Bu iki ezeli rakibin savaşma nedenleri birbirinden çok farklıydı. Vergil , güç tutkunuydu. Babalarından kalma tılsımları istiyordu ; onları elde edince mutlak güce kavuşabilecekti. Ama o diğer parça Dante'deydi. Onu yok etmesi gerekiyordu ; güç tutkusundan gözü kararmıştı. Dante ise öldürmek için savaşmıyordu ; kendini korumak ve Vergil'in bu deliliğine bir an önce son vermek istiyordu.
Tüm hararetiyle savaş devam ederken Dante , hızlı bir hamleyle kılıcını Vergil'in böğründen geçirdi ; o an Vergil sadece duraksadı , başka bir tepki vermedi. Kaybettiğini anlamıştı artık başka seçeneği yoktu. Yavaşça kendini şelalenin aşağısına bıraktı. Dante onu tutmaya yeltendi ama başaramadı ; Vergil , ona bir ''hoşçakal'' hatırası olarak ona uzanan eline kılıcıyla çizik atmıştı. Ve karanlığın içinde kayboldu...
Acı... İliklerine kadar saf acıyı hissediyordu , gözleri yanıyordu ve karşısındaki yansımasına baktıkça daha da yüreği dağlanıyordu. O üstü tozlanmış acıları gene gözünün önüne geliyordu. Ne kadar unutmaya çalışsa da karşısındaki kardeşinin ve babasının yansıması beyin kıvrımlarındaki hüzünleri gene diriltiyordu. İçine akıttığı gözyaşları dirilmişti...
''Dante? İyi misin?''
Sanki uykudan sarsılarak uyandırılmışçasına birden kendine gelen Dante , aynadaki yansımanın aniden kendi görünüşüne büründüğünü farketti.
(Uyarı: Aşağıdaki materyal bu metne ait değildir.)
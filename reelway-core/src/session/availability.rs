//! Byte availability tracking shared with the range server.
//!
//! The manager publishes how far the contiguous prefix of the session file
//! reaches; readers wait on that value without holding any lock and ask the
//! manager to pull missing ranges forward.

use std::path::PathBuf;
use std::sync::Arc;
use std::time::Duration;

use tokio::sync::{mpsc, watch};
use tokio::time::Instant;
use tracing::debug;

use super::engine::ByteRange;

/// Errors raised while waiting for bytes to arrive.
#[derive(Debug, Clone, PartialEq, Eq, thiserror::Error)]
pub enum AvailabilityError {
    #[error("Timed out after {waited:?} waiting for byte {needed} ({available} available)")]
    Timeout {
        waited: Duration,
        needed: u64,
        available: u64,
    },

    #[error("Session stopped while waiting for data")]
    Cancelled,
}

/// Published availability of the bound file.
#[derive(Debug, Clone, Copy, PartialEq, Eq)]
pub struct Availability {
    pub contiguous_bytes: u64,
    pub total_size: u64,
    /// Set when the session is torn down; waiters must give up
    pub closed: bool,
}

impl Availability {
    /// True when bytes `[0, end_exclusive)` are on disk.
    pub fn covers(&self, end_exclusive: u64) -> bool {
        end_exclusive <= self.contiguous_bytes
    }
}

/// Read side of the availability channel.
#[derive(Debug, Clone)]
pub struct AvailabilityWatch {
    receiver: watch::Receiver<Availability>,
}

impl AvailabilityWatch {
    /// Publisher and reader pair for a file of `total_size` bytes, starting empty.
    pub fn channel(total_size: u64) -> (watch::Sender<Availability>, Self) {
        let (sender, receiver) = watch::channel(Availability {
            contiguous_bytes: 0,
            total_size,
            closed: false,
        });
        (sender, Self { receiver })
    }

    /// Availability for a file that is already fully on disk.
    pub fn complete(total_size: u64) -> Self {
        let (_sender, receiver) = watch::channel(Availability {
            contiguous_bytes: total_size,
            total_size,
            closed: false,
        });
        Self { receiver }
    }

    pub fn current(&self) -> Availability {
        *self.receiver.borrow()
    }

    /// Waits until bytes `[0, end_exclusive)` are available.
    ///
    /// Re-checks on every published update and gives up at `timeout`.
    ///
    /// # Errors
    /// - `AvailabilityError::Timeout` - The bytes did not arrive in time
    /// - `AvailabilityError::Cancelled` - The session was stopped
    pub async fn wait_for(
        &mut self,
        end_exclusive: u64,
        timeout: Duration,
    ) -> Result<(), AvailabilityError> {
        let deadline = Instant::now() + timeout;

        loop {
            let current = *self.receiver.borrow_and_update();
            if current.closed {
                return Err(AvailabilityError::Cancelled);
            }
            if current.covers(end_exclusive) {
                return Ok(());
            }

            match tokio::time::timeout_at(deadline, self.receiver.changed()).await {
                Ok(Ok(())) => continue,
                Ok(Err(_)) => return Err(AvailabilityError::Cancelled),
                Err(_) => {
                    return Err(AvailabilityError::Timeout {
                        waited: timeout,
                        needed: end_exclusive,
                        available: current.contiguous_bytes,
                    });
                }
            }
        }
    }
}

/// Non-blocking channel back to the manager for range prioritization.
#[derive(Debug, Clone, Default)]
pub struct PriorityRequester {
    sender: Option<mpsc::Sender<ByteRange>>,
}

impl PriorityRequester {
    pub fn new(sender: mpsc::Sender<ByteRange>) -> Self {
        Self {
            sender: Some(sender),
        }
    }

    /// Requester for bindings with nothing left to download.
    pub fn none() -> Self {
        Self { sender: None }
    }

    /// Asks for `range` to be downloaded first. Dropped when the queue is full.
    pub fn request(&self, range: ByteRange) {
        if let Some(sender) = &self.sender {
            if let Err(e) = sender.try_send(range) {
                debug!("Dropping prioritization request {:?}: {}", range, e);
            }
        }
    }
}

/// Read-only view of the session file handed to the range server.
#[derive(Debug, Clone)]
pub struct FileBinding {
    pub path: PathBuf,
    pub total_size: u64,
    pub availability: AvailabilityWatch,
    pub priorities: PriorityRequester,
}

impl FileBinding {
    /// Binding for a file that is already complete on disk.
    pub fn complete(path: PathBuf, total_size: u64) -> Self {
        Self {
            path,
            total_size,
            availability: AvailabilityWatch::complete(total_size),
            priorities: PriorityRequester::none(),
        }
    }

    /// Waits until every byte of `range` is available, requesting it first
    /// if it is missing.
    ///
    /// # Errors
    /// - `AvailabilityError::Timeout` - The bytes did not arrive in time
    /// - `AvailabilityError::Cancelled` - The session was stopped
    pub async fn wait_for_range(
        &self,
        range: ByteRange,
        timeout: Duration,
    ) -> Result<(), AvailabilityError> {
        let needed = range.end.saturating_add(1);
        let mut watch = self.availability.clone();

        let current = watch.current();
        if current.closed {
            return Err(AvailabilityError::Cancelled);
        }
        if current.covers(needed) {
            return Ok(());
        }

        debug!(
            "Range {}-{} not yet available ({} bytes on disk), waiting",
            range.start, range.end, current.contiguous_bytes
        );
        self.priorities.request(range);
        watch.wait_for(needed, timeout).await
    }
}

/// Receiver of the session file, implemented by the range server.
pub trait StreamBinder: Send + Sync {
    /// Replaces any existing binding.
    fn bind(&self, binding: FileBinding);

    fn unbind(&self);
}

/// Binder that discards bindings, for managers running without a server.
#[derive(Debug, Default)]
pub struct DetachedBinder;

impl StreamBinder for DetachedBinder {
    fn bind(&self, _binding: FileBinding) {}

    fn unbind(&self) {}
}

impl<T: StreamBinder + ?Sized> StreamBinder for Arc<T> {
    fn bind(&self, binding: FileBinding) {
        (**self).bind(binding)
    }

    fn unbind(&self) {
        (**self).unbind()
    }
}
//! Mock collaborators for exercising the session manager.

use std::path::PathBuf;
use std::sync::Arc;

use async_trait::async_trait;
use parking_lot::Mutex;

use super::SessionError;
use super::availability::{FileBinding, StreamBinder};
use super::engine::{ByteRange, DownloadEngine, EngineEvent, EngineEventSender, EngineRequest};

/// Call recorded by [`ScriptedEngine`].
#[derive(Debug, Clone, PartialEq, Eq)]
pub enum EngineCall {
    Start { magnet: String, save_dir: PathBuf },
    Stop,
    Prioritize(ByteRange),
}

#[derive(Default)]
struct ScriptedState {
    calls: Vec<EngineCall>,
    events: Option<EngineEventSender>,
    save_dir: Option<PathBuf>,
    fail_next_start: Option<String>,
}

/// Engine whose events are pushed by the test.
///
/// Clones share state, so a test keeps one clone and gives the other to the
/// manager.
#[derive(Clone, Default)]
pub struct ScriptedEngine {
    state: Arc<Mutex<ScriptedState>>,
}

impl ScriptedEngine {
    pub fn new() -> Self {
        Self::default()
    }

    /// Every call the manager made, in order.
    pub fn calls(&self) -> Vec<EngineCall> {
        self.state.lock().calls.clone()
    }

    pub fn stop_count(&self) -> usize {
        self.count(|call| matches!(call, EngineCall::Stop))
    }

    pub fn start_count(&self) -> usize {
        self.count(|call| matches!(call, EngineCall::Start { .. }))
    }

    /// Save directory of the most recent start.
    pub fn save_dir(&self) -> Option<PathBuf> {
        self.state.lock().save_dir.clone()
    }

    /// Delivers `event` to the running session. Returns false with no session.
    pub fn emit(&self, event: EngineEvent) -> bool {
        self.state
            .lock()
            .events
            .as_ref()
            .is_some_and(|sender| sender.send(event).is_ok())
    }

    /// Makes the next `start` fail with `reason`.
    pub fn fail_next_start(&self, reason: &str) {
        self.state.lock().fail_next_start = Some(reason.to_string());
    }

    fn count(&self, predicate: impl Fn(&EngineCall) -> bool) -> usize {
        self.state.lock().calls.iter().filter(|c| predicate(c)).count()
    }
}

#[async_trait]
impl DownloadEngine for ScriptedEngine {
    async fn start(&mut self, request: EngineRequest) -> Result<(), SessionError> {
        let mut state = self.state.lock();
        state.calls.push(EngineCall::Start {
            magnet: request.magnet.uri.clone(),
            save_dir: request.save_dir.clone(),
        });
        if let Some(reason) = state.fail_next_start.take() {
            return Err(SessionError::Engine { reason });
        }
        state.save_dir = Some(request.save_dir);
        state.events = Some(request.events);
        Ok(())
    }

    async fn stop(&mut self) -> Result<(), SessionError> {
        let mut state = self.state.lock();
        state.calls.push(EngineCall::Stop);
        state.events = None;
        Ok(())
    }

    async fn prioritize(&mut self, range: ByteRange) {
        self.state.lock().calls.push(EngineCall::Prioritize(range));
    }
}

#[derive(Default)]
struct RecordedBindings {
    current: Option<FileBinding>,
    binds: usize,
    unbinds: usize,
}

/// Binder that remembers what it was given.
#[derive(Clone, Default)]
pub struct RecordingBinder {
    state: Arc<Mutex<RecordedBindings>>,
}

impl RecordingBinder {
    pub fn new() -> Self {
        Self::default()
    }

    pub fn current(&self) -> Option<FileBinding> {
        self.state.lock().current.clone()
    }

    pub fn bind_count(&self) -> usize {
        self.state.lock().binds
    }

    pub fn unbind_count(&self) -> usize {
        self.state.lock().unbinds
    }
}

impl StreamBinder for RecordingBinder {
    fn bind(&self, binding: FileBinding) {
        let mut state = self.state.lock();
        state.current = Some(binding);
        state.binds += 1;
    }

    fn unbind(&self) {
        let mut state = self.state.lock();
        state.current = None;
        state.unbinds += 1;
    }
}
Hızlı bir şekilde aynaya doğru silahını çekti ; bir terslik sezinlemişti. Gözü iki saniyeliğine kendi yansımasına takıldı ve ardından aynayı toz haline getirmeye başladı ; kurşunları üstüne boşaltıyordu. Her taraf elmastan kar yağarcasına cam tanecikleriyle doluşmuştu ; ışık bu taneciklere çarpıp yansıdıkça etrafta bir ışık cümbüşü oluşmuştu... Ayna paramparça olup yere halı gibi serilirken yavaşça üstüne kan akmaya başladı ; Dante , az önce aynanın arkasında gizlenmiş olan bir iblisin canına okumuştu...Ve önünde parçalara ayrılmış iblisin cesedine ve kırık camların üstüne basarak aynanın hemen arkasındaki gizli geçide doğru ilerlerken en soğuk sesiyle ''Yok birşeyim...'' dedi. Trish ise şok geçiriyormuş gibi yarı üzgün yarı şaşkın bakışlarla onun peşinden gitti.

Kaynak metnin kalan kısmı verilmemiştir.